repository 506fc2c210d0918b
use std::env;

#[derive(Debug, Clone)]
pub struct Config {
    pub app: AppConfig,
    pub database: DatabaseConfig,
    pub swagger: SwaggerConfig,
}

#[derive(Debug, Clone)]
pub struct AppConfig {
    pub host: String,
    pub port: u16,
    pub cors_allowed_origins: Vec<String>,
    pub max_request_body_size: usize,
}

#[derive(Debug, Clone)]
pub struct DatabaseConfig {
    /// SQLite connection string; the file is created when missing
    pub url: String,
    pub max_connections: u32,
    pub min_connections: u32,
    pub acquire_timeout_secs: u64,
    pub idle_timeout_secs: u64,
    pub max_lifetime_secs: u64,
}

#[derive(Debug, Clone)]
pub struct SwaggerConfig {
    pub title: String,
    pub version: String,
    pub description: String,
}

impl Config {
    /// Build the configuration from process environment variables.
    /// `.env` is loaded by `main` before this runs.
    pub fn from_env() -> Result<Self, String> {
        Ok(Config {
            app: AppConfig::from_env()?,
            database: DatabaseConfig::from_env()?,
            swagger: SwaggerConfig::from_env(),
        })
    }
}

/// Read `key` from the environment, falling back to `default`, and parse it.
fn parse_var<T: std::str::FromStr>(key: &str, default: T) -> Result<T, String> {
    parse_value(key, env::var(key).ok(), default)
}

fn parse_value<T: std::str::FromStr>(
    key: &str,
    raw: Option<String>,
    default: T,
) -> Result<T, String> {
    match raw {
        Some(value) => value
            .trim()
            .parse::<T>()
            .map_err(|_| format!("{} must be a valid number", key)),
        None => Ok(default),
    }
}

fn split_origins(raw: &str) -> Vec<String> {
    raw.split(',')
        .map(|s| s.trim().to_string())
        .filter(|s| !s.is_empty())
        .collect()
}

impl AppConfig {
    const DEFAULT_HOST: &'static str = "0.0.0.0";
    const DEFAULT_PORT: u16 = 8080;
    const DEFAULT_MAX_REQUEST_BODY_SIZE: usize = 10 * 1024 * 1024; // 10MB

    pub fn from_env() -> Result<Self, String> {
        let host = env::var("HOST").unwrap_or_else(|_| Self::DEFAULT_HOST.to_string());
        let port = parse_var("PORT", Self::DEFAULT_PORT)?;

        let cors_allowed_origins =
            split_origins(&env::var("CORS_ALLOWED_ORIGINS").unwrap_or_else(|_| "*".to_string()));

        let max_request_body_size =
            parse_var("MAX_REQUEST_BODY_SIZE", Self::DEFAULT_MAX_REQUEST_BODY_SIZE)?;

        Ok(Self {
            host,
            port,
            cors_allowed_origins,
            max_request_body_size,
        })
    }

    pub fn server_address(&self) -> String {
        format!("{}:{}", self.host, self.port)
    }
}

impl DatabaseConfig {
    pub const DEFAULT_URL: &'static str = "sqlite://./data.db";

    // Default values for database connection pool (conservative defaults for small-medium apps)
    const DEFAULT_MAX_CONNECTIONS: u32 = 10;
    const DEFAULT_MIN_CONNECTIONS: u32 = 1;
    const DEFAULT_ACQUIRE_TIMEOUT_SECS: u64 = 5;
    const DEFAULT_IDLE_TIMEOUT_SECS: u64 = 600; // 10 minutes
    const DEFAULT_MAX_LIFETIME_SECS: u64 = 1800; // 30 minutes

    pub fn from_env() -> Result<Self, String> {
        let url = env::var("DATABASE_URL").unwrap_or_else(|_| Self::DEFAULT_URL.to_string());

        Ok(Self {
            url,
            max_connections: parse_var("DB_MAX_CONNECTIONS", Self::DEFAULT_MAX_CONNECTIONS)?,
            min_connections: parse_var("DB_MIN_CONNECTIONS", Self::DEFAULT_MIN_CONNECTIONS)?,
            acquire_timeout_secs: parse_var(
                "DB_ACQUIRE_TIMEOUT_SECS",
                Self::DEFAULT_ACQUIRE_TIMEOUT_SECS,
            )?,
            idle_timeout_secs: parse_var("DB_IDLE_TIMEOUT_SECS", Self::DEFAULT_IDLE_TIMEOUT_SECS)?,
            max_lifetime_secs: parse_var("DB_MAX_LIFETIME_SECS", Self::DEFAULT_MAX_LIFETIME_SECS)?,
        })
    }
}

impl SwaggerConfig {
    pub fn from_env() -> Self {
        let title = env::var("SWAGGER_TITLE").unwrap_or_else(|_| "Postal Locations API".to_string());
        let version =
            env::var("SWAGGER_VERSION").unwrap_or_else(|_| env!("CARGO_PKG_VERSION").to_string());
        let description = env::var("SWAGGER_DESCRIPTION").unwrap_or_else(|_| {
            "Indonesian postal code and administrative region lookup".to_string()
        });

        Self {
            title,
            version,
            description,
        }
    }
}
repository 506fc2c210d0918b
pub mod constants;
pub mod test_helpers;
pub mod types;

********

→ BRIEF
Write the data above out again in full, exactly.

→ EXPECTED ANSWER
repository 506fc2c210d0918b
use std::env;

#[derive(Debug, Clone)]
pub struct Config {
    pub app: AppConfig,
    pub database: DatabaseConfig,
    pub swagger: SwaggerConfig,
}

#[derive(Debug, Clone)]
pub struct AppConfig {
    pub host: String,
    pub port: u16,
    pub cors_allowed_origins: Vec<String>,
    pub max_request_body_size: usize,
}

#[derive(Debug, Clone)]
pub struct DatabaseConfig {
    /// SQLite connection string; the file is created when missing
    pub url: String,
    pub max_connections: u32,
    pub min_connections: u32,
    pub acquire_timeout_secs: u64,
    pub idle_timeout_secs: u64,
    pub max_lifetime_secs: u64,
}

#[derive(Debug, Clone)]
pub struct SwaggerConfig {
    pub title: String,
    pub version: String,
    pub description: String,
}

impl Config {
    /// Build the configuration from process environment variables.
    /// `.env` is loaded by `main` before this runs.
    pub fn from_env() -> Result<Self, String> {
        Ok(Config {
            app: AppConfig::from_env()?,
            database: DatabaseConfig::from_env()?,
            swagger: SwaggerConfig::from_env(),
        })
    }
}

/// Read `key` from the environment, falling back to `default`, and parse it.
fn parse_var<T: std::str::FromStr>(key: &str, default: T) -> Result<T, String> {
    parse_value(key, env::var(key).ok(), default)
}

fn parse_value<T: std::str::FromStr>(
    key: &str,
    raw: Option<String>,
    default: T,
) -> Result<T, String> {
    match raw {
        Some(value) => value
            .trim()
            .parse::<T>()
            .map_err(|_| format!("{} must be a valid number", key)),
        None => Ok(default),
    }
}

fn split_origins(raw: &str) -> Vec<String> {
    raw.split(',')
        .map(|s| s.trim().to_string())
        .filter(|s| !s.is_empty())
        .collect()
}

impl AppConfig {
    const DEFAULT_HOST: &'static str = "0.0.0.0";
    const DEFAULT_PORT: u16 = 8080;
    const DEFAULT_MAX_REQUEST_BODY_SIZE: usize = 10 * 1024 * 1024; // 10MB

    pub fn from_env() -> Result<Self, String> {
        let host = env::var("HOST").unwrap_or_else(|_| Self::DEFAULT_HOST.to_string());
        let port = parse_var("PORT", Self::DEFAULT_PORT)?;

        let cors_allowed_origins =
            split_origins(&env::var("CORS_ALLOWED_ORIGINS").unwrap_or_else(|_| "*".to_string()));

        let max_request_body_size =
            parse_var("MAX_REQUEST_BODY_SIZE", Self::DEFAULT_MAX_REQUEST_BODY_SIZE)?;

        Ok(Self {
            host,
            port,
            cors_allowed_origins,
            max_request_body_size,
        })
    }

    pub fn server_address(&self) -> String {
        format!("{}:{}", self.host, self.port)
    }
}

impl DatabaseConfig {
    pub const DEFAULT_URL: &'static str = "sqlite://./data.db";

    // Default values for database connection pool (conservative defaults for small-medium apps)
    const DEFAULT_MAX_CONNECTIONS: u32 = 10;
    const DEFAULT_MIN_CONNECTIONS: u32 = 1;
    const DEFAULT_ACQUIRE_TIMEOUT_SECS: u64 = 5;
    const DEFAULT_IDLE_TIMEOUT_SECS: u64 = 600; // 10 minutes
    const DEFAULT_MAX_LIFETIME_SECS: u64 = 1800; // 30 minutes

    pub fn from_env() -> Result<Self, String> {
        let url = env::var("DATABASE_URL").unwrap_or_else(|_| Self::DEFAULT_URL.to_string());

        Ok(Self {
            url,
            max_connections: parse_var("DB_MAX_CONNECTIONS", Self::DEFAULT_MAX_CONNECTIONS)?,
            min_connections: parse_var("DB_MIN_CONNECTIONS", Self::DEFAULT_MIN_CONNECTIONS)?,
            acquire_timeout_secs: parse_var(
                "DB_ACQUIRE_TIMEOUT_SECS",
                Self::DEFAULT_ACQUIRE_TIMEOUT_SECS,
            )?,
            idle_timeout_secs: parse_var("DB_IDLE_TIMEOUT_SECS", Self::DEFAULT_IDLE_TIMEOUT_SECS)?,
            max_lifetime_secs: parse_var("DB_MAX_LIFETIME_SECS", Self::DEFAULT_MAX_LIFETIME_SECS)?,
        })
    }
}

impl SwaggerConfig {
    pub fn from_env() -> Self {
        let title = env::var("SWAGGER_TITLE").unwrap_or_else(|_| "Postal Locations API".to_string());
        let version =
            env::var("SWAGGER_VERSION").unwrap_or_else(|_| env!("CARGO_PKG_VERSION").to_string());
        let description = env::var("SWAGGER_DESCRIPTION").unwrap_or_else(|_| {
            "Indonesian postal code and administrative region lookup".to_string()
        });

        Self {
            title,
            version,
            description,
        }
    }
}
repository 506fc2c210d0918b
pub mod constants;
pub mod test_helpers;
pub mod types;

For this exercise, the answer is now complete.